● **Goal of the exercise**:
Looking through the entries, count each line where the string "PathBuf" occurs, and write only the total.

● **Material provided**:

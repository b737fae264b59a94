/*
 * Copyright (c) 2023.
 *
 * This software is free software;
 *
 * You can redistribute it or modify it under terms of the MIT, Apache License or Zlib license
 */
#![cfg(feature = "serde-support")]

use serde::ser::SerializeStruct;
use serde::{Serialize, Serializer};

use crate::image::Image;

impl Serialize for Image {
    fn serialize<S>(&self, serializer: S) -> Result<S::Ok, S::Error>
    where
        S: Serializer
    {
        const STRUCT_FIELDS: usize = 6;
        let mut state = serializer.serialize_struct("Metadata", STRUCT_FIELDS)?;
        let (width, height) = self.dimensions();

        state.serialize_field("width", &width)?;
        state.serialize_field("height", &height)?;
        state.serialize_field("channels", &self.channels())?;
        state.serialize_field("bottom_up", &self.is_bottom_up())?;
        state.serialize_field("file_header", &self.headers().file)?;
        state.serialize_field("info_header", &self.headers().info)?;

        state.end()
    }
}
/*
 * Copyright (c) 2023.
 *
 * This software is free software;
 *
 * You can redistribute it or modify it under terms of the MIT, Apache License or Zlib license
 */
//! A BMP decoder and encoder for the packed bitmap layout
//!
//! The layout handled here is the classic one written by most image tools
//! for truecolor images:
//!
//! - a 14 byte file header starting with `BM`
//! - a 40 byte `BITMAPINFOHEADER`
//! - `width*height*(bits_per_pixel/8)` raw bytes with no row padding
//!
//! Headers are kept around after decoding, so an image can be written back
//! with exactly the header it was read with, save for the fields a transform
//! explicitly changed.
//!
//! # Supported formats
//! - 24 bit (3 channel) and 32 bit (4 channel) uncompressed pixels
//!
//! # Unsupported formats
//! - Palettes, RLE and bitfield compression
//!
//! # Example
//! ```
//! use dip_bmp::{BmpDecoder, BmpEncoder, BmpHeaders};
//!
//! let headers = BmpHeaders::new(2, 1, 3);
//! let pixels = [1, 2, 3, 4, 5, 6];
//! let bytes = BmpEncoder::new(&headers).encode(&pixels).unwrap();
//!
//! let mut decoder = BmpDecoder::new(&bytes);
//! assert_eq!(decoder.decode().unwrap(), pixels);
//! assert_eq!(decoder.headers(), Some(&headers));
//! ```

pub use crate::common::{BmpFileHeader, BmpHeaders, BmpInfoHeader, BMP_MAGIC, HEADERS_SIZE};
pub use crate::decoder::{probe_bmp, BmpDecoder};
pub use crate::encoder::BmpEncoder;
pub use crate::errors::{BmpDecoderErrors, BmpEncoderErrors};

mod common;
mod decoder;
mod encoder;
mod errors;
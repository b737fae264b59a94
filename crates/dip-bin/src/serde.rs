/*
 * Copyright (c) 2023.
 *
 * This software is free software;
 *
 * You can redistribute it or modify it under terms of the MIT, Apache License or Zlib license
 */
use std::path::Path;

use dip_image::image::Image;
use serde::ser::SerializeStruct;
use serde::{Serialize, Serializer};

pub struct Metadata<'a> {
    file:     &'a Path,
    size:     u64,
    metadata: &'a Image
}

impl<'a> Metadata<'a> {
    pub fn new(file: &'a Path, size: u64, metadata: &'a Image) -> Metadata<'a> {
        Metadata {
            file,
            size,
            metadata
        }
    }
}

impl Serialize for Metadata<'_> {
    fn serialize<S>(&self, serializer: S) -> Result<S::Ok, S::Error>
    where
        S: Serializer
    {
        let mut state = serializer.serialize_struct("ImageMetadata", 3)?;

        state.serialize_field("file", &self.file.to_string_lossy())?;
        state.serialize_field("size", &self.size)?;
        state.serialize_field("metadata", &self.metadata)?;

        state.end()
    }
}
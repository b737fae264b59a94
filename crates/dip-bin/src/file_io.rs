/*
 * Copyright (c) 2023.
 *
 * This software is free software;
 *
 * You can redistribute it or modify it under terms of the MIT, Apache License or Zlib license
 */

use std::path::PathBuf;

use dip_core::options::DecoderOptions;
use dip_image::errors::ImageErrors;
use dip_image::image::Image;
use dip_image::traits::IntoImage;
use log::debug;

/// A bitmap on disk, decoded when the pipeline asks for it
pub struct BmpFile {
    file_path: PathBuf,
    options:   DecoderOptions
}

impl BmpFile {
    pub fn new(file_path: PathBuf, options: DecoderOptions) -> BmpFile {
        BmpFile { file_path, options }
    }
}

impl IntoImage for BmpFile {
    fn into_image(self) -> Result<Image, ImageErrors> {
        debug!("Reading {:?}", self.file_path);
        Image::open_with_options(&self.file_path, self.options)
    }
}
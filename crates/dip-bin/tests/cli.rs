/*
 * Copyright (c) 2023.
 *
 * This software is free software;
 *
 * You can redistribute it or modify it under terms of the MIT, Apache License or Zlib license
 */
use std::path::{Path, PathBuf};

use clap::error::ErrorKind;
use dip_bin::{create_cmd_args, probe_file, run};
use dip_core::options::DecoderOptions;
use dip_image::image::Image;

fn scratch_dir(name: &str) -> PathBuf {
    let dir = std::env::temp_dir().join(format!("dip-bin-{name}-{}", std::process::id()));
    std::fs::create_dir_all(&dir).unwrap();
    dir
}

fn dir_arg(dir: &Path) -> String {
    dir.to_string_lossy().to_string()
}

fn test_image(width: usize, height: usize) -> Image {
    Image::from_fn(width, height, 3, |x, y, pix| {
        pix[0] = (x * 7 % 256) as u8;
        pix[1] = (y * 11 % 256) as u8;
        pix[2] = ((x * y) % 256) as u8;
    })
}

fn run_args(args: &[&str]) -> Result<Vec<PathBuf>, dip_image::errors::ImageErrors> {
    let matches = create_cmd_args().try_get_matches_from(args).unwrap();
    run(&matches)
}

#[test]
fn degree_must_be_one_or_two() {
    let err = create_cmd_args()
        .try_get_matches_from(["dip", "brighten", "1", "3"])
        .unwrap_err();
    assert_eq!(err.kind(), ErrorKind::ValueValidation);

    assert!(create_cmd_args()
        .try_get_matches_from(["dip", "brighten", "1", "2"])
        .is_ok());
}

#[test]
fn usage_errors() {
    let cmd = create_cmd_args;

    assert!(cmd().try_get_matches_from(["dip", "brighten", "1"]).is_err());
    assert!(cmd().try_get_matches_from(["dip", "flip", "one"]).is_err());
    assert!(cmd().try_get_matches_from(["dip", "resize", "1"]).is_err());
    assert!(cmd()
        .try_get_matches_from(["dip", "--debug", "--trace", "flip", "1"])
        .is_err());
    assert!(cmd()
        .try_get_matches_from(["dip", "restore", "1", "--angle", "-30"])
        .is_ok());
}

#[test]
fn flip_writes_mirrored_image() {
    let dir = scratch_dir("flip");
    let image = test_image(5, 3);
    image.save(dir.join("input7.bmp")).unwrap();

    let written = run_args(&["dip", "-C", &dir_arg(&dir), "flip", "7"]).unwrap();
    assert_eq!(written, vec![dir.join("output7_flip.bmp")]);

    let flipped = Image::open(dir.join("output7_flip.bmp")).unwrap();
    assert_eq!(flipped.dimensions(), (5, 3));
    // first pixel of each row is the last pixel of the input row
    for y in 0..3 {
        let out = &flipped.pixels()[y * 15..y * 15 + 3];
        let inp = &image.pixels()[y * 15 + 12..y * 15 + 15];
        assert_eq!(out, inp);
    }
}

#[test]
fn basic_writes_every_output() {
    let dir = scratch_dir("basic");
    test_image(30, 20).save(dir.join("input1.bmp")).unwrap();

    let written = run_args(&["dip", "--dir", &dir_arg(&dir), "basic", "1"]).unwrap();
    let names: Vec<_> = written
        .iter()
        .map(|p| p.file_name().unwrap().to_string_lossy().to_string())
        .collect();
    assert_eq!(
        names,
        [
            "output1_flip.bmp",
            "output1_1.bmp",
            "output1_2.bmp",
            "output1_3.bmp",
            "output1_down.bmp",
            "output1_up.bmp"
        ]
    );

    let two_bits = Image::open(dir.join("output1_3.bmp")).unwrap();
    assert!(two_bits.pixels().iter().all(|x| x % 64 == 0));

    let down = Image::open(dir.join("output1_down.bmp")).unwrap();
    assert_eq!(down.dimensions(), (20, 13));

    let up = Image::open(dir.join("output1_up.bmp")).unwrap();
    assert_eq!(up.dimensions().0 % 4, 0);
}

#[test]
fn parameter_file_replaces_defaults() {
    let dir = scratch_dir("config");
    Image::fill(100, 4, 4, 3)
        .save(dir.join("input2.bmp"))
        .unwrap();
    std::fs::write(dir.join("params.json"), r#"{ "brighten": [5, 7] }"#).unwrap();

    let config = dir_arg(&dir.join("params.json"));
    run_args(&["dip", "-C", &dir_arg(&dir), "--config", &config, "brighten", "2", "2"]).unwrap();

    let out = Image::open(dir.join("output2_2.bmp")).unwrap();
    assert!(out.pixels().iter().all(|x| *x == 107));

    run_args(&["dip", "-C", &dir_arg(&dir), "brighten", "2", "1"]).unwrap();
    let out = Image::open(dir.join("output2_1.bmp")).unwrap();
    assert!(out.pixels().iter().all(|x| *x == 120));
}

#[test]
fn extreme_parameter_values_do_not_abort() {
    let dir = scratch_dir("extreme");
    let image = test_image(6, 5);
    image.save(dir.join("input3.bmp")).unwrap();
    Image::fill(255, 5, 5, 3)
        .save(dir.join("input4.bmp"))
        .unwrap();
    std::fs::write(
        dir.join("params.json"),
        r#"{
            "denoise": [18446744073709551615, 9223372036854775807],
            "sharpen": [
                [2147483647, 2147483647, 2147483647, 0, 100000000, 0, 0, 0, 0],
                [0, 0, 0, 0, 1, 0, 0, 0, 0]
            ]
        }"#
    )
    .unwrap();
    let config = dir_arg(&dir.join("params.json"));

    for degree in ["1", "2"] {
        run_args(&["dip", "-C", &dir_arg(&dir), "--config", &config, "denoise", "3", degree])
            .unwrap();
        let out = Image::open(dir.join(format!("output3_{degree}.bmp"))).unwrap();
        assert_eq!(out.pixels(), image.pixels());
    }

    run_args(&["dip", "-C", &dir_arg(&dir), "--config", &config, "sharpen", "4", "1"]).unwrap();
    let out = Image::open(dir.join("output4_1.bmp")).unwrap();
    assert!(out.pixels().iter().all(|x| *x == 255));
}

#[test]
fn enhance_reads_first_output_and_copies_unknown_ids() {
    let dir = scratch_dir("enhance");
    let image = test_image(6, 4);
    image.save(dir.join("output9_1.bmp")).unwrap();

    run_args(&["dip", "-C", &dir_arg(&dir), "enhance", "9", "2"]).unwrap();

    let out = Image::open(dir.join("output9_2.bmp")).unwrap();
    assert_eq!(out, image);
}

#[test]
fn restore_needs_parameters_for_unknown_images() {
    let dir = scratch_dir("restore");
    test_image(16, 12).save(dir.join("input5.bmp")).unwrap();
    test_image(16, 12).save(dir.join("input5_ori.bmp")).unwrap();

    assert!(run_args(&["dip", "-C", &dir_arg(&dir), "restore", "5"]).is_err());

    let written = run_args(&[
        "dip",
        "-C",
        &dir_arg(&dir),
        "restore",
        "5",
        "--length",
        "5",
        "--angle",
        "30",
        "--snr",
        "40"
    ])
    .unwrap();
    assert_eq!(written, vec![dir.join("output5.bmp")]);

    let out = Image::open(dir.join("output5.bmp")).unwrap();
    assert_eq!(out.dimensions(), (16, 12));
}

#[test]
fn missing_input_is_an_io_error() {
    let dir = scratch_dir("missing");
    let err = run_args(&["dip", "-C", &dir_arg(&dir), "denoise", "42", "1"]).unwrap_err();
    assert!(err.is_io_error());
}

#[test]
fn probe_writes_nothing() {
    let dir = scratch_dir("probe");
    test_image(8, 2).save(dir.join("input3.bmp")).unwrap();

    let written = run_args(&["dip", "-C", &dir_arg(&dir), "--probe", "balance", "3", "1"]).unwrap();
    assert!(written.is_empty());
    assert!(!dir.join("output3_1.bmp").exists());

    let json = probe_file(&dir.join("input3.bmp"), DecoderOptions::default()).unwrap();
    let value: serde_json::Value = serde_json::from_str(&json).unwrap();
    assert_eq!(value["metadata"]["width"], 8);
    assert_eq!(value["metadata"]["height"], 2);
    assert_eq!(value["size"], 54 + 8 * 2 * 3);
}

● **Exercise answer**:
6